SIMPOSIO
Giuliana Bellorini
Coordinatrice corrispondente
del salotto sede del Simposio
AMICI
Le spiagge ripulite, già punteggiate di ombrelloni pronti a schiudersi contro il sole; il suono del mare, più morbido e chiaro. L'estate ci chiama, con i consueti rituali di allegria in arrivo per una nuova stagione. Noi del Simposio annunciamo, invece, la perdita di amici e il nostro cuore non può che riempirsi di malinconia. Ma il loro pensiero, presente forse più di prima, non ci vorrebbe tristi ed è con noi a testimoniare, nel ricordo, l'eternità dello spirito umano spogliato solo di un abito oramai logorato.
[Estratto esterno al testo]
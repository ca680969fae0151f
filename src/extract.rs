//! Entry points: extract a table of contents, then write it as bookmarks.
//!
//! ```text
//! input ──▶ render ──▶ encode ──▶ model ──▶ normalize ──▶ batch ──▶ outline
//! (path/URL)  (pdfium)   (PNG)     (VLM)     (shapes)     (order)   (lopdf)
//! ```
//!
//! Pages are processed in range order. With `concurrency > 1` several model
//! calls are in flight, but `buffered` yields results in submission order so
//! the batch is identical to a sequential run. The document is written once,
//! after the last page, and only when the batch is non-empty.

use crate::config::ExtractionConfig;
use crate::error::{PageError, Pdf2TocError};
use crate::output::{BookmarkReport, DocumentInfo, ExtractionOutput, PageResult};
use crate::pipeline::llm::{self, VisionClient};
use crate::pipeline::render::{PageRenderer, PdfiumRenderer};
use crate::pipeline::{encode, input, outline};
use futures::stream::{self, StreamExt};
use lopdf::Document;
use std::path::{Path, PathBuf};
use std::sync::Arc;
use std::time::Instant;
use tracing::{info, warn};

/// Prefix for the default output file name.
pub const OUTPUT_PREFIX: &str = "bookmarked_";

/// `bookmarked_<name>`, next to the input.
pub fn default_output_path(input_path: &Path) -> PathBuf {
    let name = input_path
        .file_name()
        .map(|n| n.to_string_lossy().into_owned())
        .unwrap_or_else(|| "document.pdf".to_string());
    input_path.with_file_name(format!("{OUTPUT_PREFIX}{name}"))
}

/// Run the extractor over `config.pages` with explicit collaborators.
///
/// Never fails because of a single page: render and model failures are
/// recorded on the page's [`PageResult`]. Fails only when the range does
/// not fit the document.
pub async fn extract_with(
    renderer: Arc<dyn PageRenderer>,
    client: Arc<dyn VisionClient>,
    config: &ExtractionConfig,
) -> Result<ExtractionOutput, Pdf2TocError> {
    let run_start = Instant::now();
    let total_pages = renderer.page_count();
    let indices = config.pages.to_indices(total_pages)?;
    let selected = indices.len();

    info!(
        "Extracting ToC from pages {} ({} of {}) with {}",
        config.pages,
        selected,
        total_pages,
        client.describe()
    );
    if let Some(ref cb) = config.progress_callback {
        cb.on_run_start(selected);
    }

    let pages: Vec<PageResult> = stream::iter(indices.into_iter().map(|idx| {
        let renderer = Arc::clone(&renderer);
        let client = Arc::clone(&client);
        async move { process_page(renderer, client.as_ref(), idx, selected, config).await }
    }))
    .buffered(config.concurrency)
    .collect()
    .await;

    let output = ExtractionOutput::from_pages(
        pages,
        total_pages,
        run_start.elapsed().as_millis() as u64,
    );

    info!(
        "Extracted {} entries from {} pages ({} failed, {} empty) in {}ms",
        output.stats.total_entries,
        selected,
        output.stats.failed_pages,
        output.stats.empty_pages,
        output.stats.total_duration_ms
    );
    if let Some(ref cb) = config.progress_callback {
        cb.on_run_complete(selected, output.stats.total_entries);
    }
    Ok(output)
}

async fn process_page(
    renderer: Arc<dyn PageRenderer>,
    client: &dyn VisionClient,
    idx: usize,
    selected: usize,
    config: &ExtractionConfig,
) -> PageResult {
    let page_num = idx + 1;
    let started = Instant::now();
    if let Some(ref cb) = config.progress_callback {
        cb.on_page_start(page_num, selected);
    }

    let result = match render_and_encode(renderer, idx, config).await {
        Ok(image) => llm::extract_page(client, page_num, image, config).await,
        Err(e) => PageResult::failed(page_num, e, started.elapsed().as_millis() as u64),
    };

    match &result.error {
        None => {
            if result.entries.is_empty() {
                warn!("Page {}: no entries", page_num);
            }
            if let Some(ref cb) = config.progress_callback {
                cb.on_page_complete(page_num, selected, result.entries.len());
            }
        }
        Some(e) => {
            warn!("{}", e);
            if let Some(ref cb) = config.progress_callback {
                cb.on_page_error(page_num, selected, e.to_string());
            }
        }
    }
    result
}

async fn render_and_encode(
    renderer: Arc<dyn PageRenderer>,
    idx: usize,
    config: &ExtractionConfig,
) -> Result<edgequake_llm::ImageData, PageError> {
    let page_num = idx + 1;
    let (dpi, max_px) = (config.dpi, config.max_rendered_pixels);
    let image = tokio::task::spawn_blocking(move || renderer.render_page(idx, dpi, max_px))
        .await
        .map_err(|e| PageError::RenderFailed {
            page: page_num,
            detail: format!("render task panicked: {e}"),
        })??;
    encode::encode_page(page_num, &image)
}

async fn open_renderer(path: &Path) -> Result<Arc<dyn PageRenderer>, Pdf2TocError> {
    let path = path.to_path_buf();
    let renderer = tokio::task::spawn_blocking(move || PdfiumRenderer::open(&path))
        .await
        .map_err(|e| Pdf2TocError::Internal(format!("Render task panicked: {e}")))??;
    Ok(Arc::new(renderer))
}

async fn load_document(path: &Path) -> Result<Document, Pdf2TocError> {
    let path = path.to_path_buf();
    tokio::task::spawn_blocking(move || outline::load_document(&path))
        .await
        .map_err(|e| Pdf2TocError::Internal(format!("Load task panicked: {e}")))?
}

/// Extract the table of contents from a path or URL without writing anything.
pub async fn extract(
    input_str: impl AsRef<str>,
    config: &ExtractionConfig,
) -> Result<ExtractionOutput, Pdf2TocError> {
    let resolved = input::resolve_input(input_str.as_ref(), config.download_timeout_secs).await?;
    let client = llm::resolve_client(config)?;
    let renderer = open_renderer(resolved.path()).await?;
    extract_with(renderer, client, config).await
}

/// Commit an extraction batch to `doc` as its outline.
///
/// An empty batch is refused with [`Pdf2TocError::NothingExtracted`] and the
/// document is left untouched.
pub fn write_bookmarks(
    doc: &mut Document,
    output: &ExtractionOutput,
    page_offset: i64,
) -> Result<BookmarkReport, Pdf2TocError> {
    if output.entries.is_empty() {
        return Err(Pdf2TocError::NothingExtracted {
            pages: output.pages.len(),
        });
    }
    let bookmarks = outline::apply(doc, &output.entries, page_offset)?;
    Ok(BookmarkReport {
        bookmarks,
        page_offset,
        stats: output.stats.clone(),
    })
}

/// Extract with explicit collaborators and commit the result to `doc`.
pub async fn bookmark_with(
    doc: &mut Document,
    renderer: Arc<dyn PageRenderer>,
    client: Arc<dyn VisionClient>,
    config: &ExtractionConfig,
) -> Result<BookmarkReport, Pdf2TocError> {
    let output = extract_with(renderer, client, config).await?;
    write_bookmarks(doc, &output, config.page_offset)
}

async fn bookmark_resolved(
    resolved: &input::ResolvedInput,
    config: &ExtractionConfig,
) -> Result<(Document, BookmarkReport), Pdf2TocError> {
    let client = llm::resolve_client(config)?;
    // Parse for writing first: an encrypted or unparsable file fails before any model call.
    let mut doc = load_document(resolved.path()).await?;
    let renderer = open_renderer(resolved.path()).await?;
    let report = bookmark_with(&mut doc, renderer, client, config).await?;
    Ok((doc, report))
}

/// Extract, bookmark, and save to `output_path` (atomic temp file + rename).
pub async fn bookmark_to_file(
    input_str: impl AsRef<str>,
    output_path: impl AsRef<Path>,
    config: &ExtractionConfig,
) -> Result<BookmarkReport, Pdf2TocError> {
    let resolved = input::resolve_input(input_str.as_ref(), config.download_timeout_secs).await?;
    let (mut doc, report) = bookmark_resolved(&resolved, config).await?;

    let path = output_path.as_ref().to_path_buf();
    tokio::task::spawn_blocking(move || outline::save_to_file(&mut doc, &path))
        .await
        .map_err(|e| Pdf2TocError::Internal(format!("Save task panicked: {e}")))??;

    info!("Wrote {} bookmarks", report.bookmarks.len());
    Ok(report)
}

/// Extract and bookmark an in-memory PDF, returning the new file's bytes.
///
/// The input is spilled to a managed temp file for the renderer and removed
/// on return.
pub async fn bookmark_to_bytes(
    bytes: &[u8],
    config: &ExtractionConfig,
) -> Result<(Vec<u8>, BookmarkReport), Pdf2TocError> {
    let resolved = input::spill_bytes(bytes, "document.pdf")?;
    let (mut doc, report) = bookmark_resolved(&resolved, config).await?;
    let out = tokio::task::spawn_blocking(move || outline::save_to_bytes(&mut doc))
        .await
        .map_err(|e| Pdf2TocError::Internal(format!("Save task panicked: {e}")))??;
    Ok((out, report))
}

/// Synchronous wrapper around [`bookmark_to_file`].
///
/// Creates a temporary tokio runtime internally.
pub fn bookmark_sync(
    input_str: impl AsRef<str>,
    output_path: impl AsRef<Path>,
    config: &ExtractionConfig,
) -> Result<BookmarkReport, Pdf2TocError> {
    tokio::runtime::Runtime::new()
        .map_err(|e| Pdf2TocError::Internal(format!("Failed to create tokio runtime: {e}")))?
        .block_on(bookmark_to_file(input_str, output_path, config))
}

/// Page count, version and current outline, without a model.
pub async fn inspect(input_str: impl AsRef<str>) -> Result<DocumentInfo, Pdf2TocError> {
    let resolved = input::resolve_input(input_str.as_ref(), 120).await?;
    let path = resolved.path().to_path_buf();
    tokio::task::spawn_blocking(move || inspect_path(&path))
        .await
        .map_err(|e| Pdf2TocError::Internal(format!("Inspect task panicked: {e}")))?
}

fn inspect_path(path: &Path) -> Result<DocumentInfo, Pdf2TocError> {
    let doc = Document::load(path).map_err(|e| Pdf2TocError::CorruptPdf {
        path: path.to_path_buf(),
        detail: e.to_string(),
    })?;
    Ok(document_info(&doc))
}

/// Describe an already-loaded document.
pub fn document_info(doc: &Document) -> DocumentInfo {
    let is_encrypted = doc.trailer.get(b"Encrypt").is_ok();
    let bookmarks = if is_encrypted {
        Vec::new()
    } else {
        outline::read_outline(doc).unwrap_or_else(|e| {
            warn!("Could not read existing outline: {}", e);
            Vec::new()
        })
    };
    DocumentInfo {
        page_count: outline::page_count(doc),
        pdf_version: doc.version.clone(),
        is_encrypted,
        bookmarks,
    }
}
//! Image encoding: rendered page → base64 PNG `ImageData`.
//!
//! PNG keeps dot leaders and small page numbers crisp; JPEG artefacts around
//! digits are exactly what makes a model misread "18" as "16". Images go out
//! with `detail: "high"` so fine print survives provider-side downscaling.

use crate::error::PageError;
use base64::{engine::general_purpose::STANDARD, Engine as _};
use edgequake_llm::ImageData;
use image::DynamicImage;
use std::io::Cursor;
use tracing::debug;

/// Encode a rendered page for the vision request.
///
/// Alpha is dropped first: transparent page backgrounds turn black in some
/// model pipelines.
pub fn encode_page(page_num: usize, img: &DynamicImage) -> Result<ImageData, PageError> {
    let rgb = DynamicImage::ImageRgb8(img.to_rgb8());
    let mut buf = Vec::new();
    rgb.write_to(&mut Cursor::new(&mut buf), image::ImageFormat::Png)
        .map_err(|e| PageError::EncodeFailed {
            page: page_num,
            detail: e.to_string(),
        })?;

    let b64 = STANDARD.encode(&buf);
    debug!(
        "Page {}: {}x{} px → {} bytes base64",
        page_num,
        img.width(),
        img.height(),
        b64.len()
    );

    Ok(ImageData::new(b64, "image/png").with_detail("high"))
}

/// `data:` URL form used by OpenAI-compatible `image_url` parts.
pub fn data_url(image: &ImageData) -> String {
    format!("data:{};base64,{}", image.mime_type, image.data)
}

#[cfg(test)]
mod tests {
    use super::*;
    use image::{Rgba, RgbaImage};

    #[test]
    fn encodes_png_without_alpha() {
        let img = DynamicImage::ImageRgba8(RgbaImage::from_pixel(12, 8, Rgba([0, 0, 255, 0])));
        let data = encode_page(1, &img).unwrap();
        assert_eq!(data.mime_type, "image/png");

        let png = STANDARD.decode(&data.data).unwrap();
        assert!(png.starts_with(b"\x89PNG"));
        let back = image::load_from_memory(&png).unwrap();
        assert_eq!((back.width(), back.height()), (12, 8));
        assert!(!back.color().has_alpha());
    }

    #[test]
    fn data_url_prefixes_mime() {
        let data = ImageData::new("QUJD", "image/png");
        assert_eq!(data_url(&data), "data:image/png;base64,QUJD");
    }
}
Vittorio Salvati «un uomo solare e fantasioso; immerso nella vita che amava immensamente», come dice anche suo figlio, era una persona di grande cultura, capace di trasformare argomenti impegnativi in divertenti giochi; uno scrittore che sapeva raccontare le sue storie con leggerezza.
E poi, il caro “universale” Gianni Fasani che tutti, proprio tutti, conoscono. A parlarci di lui sono le parole di uno dei suoi grandi amici.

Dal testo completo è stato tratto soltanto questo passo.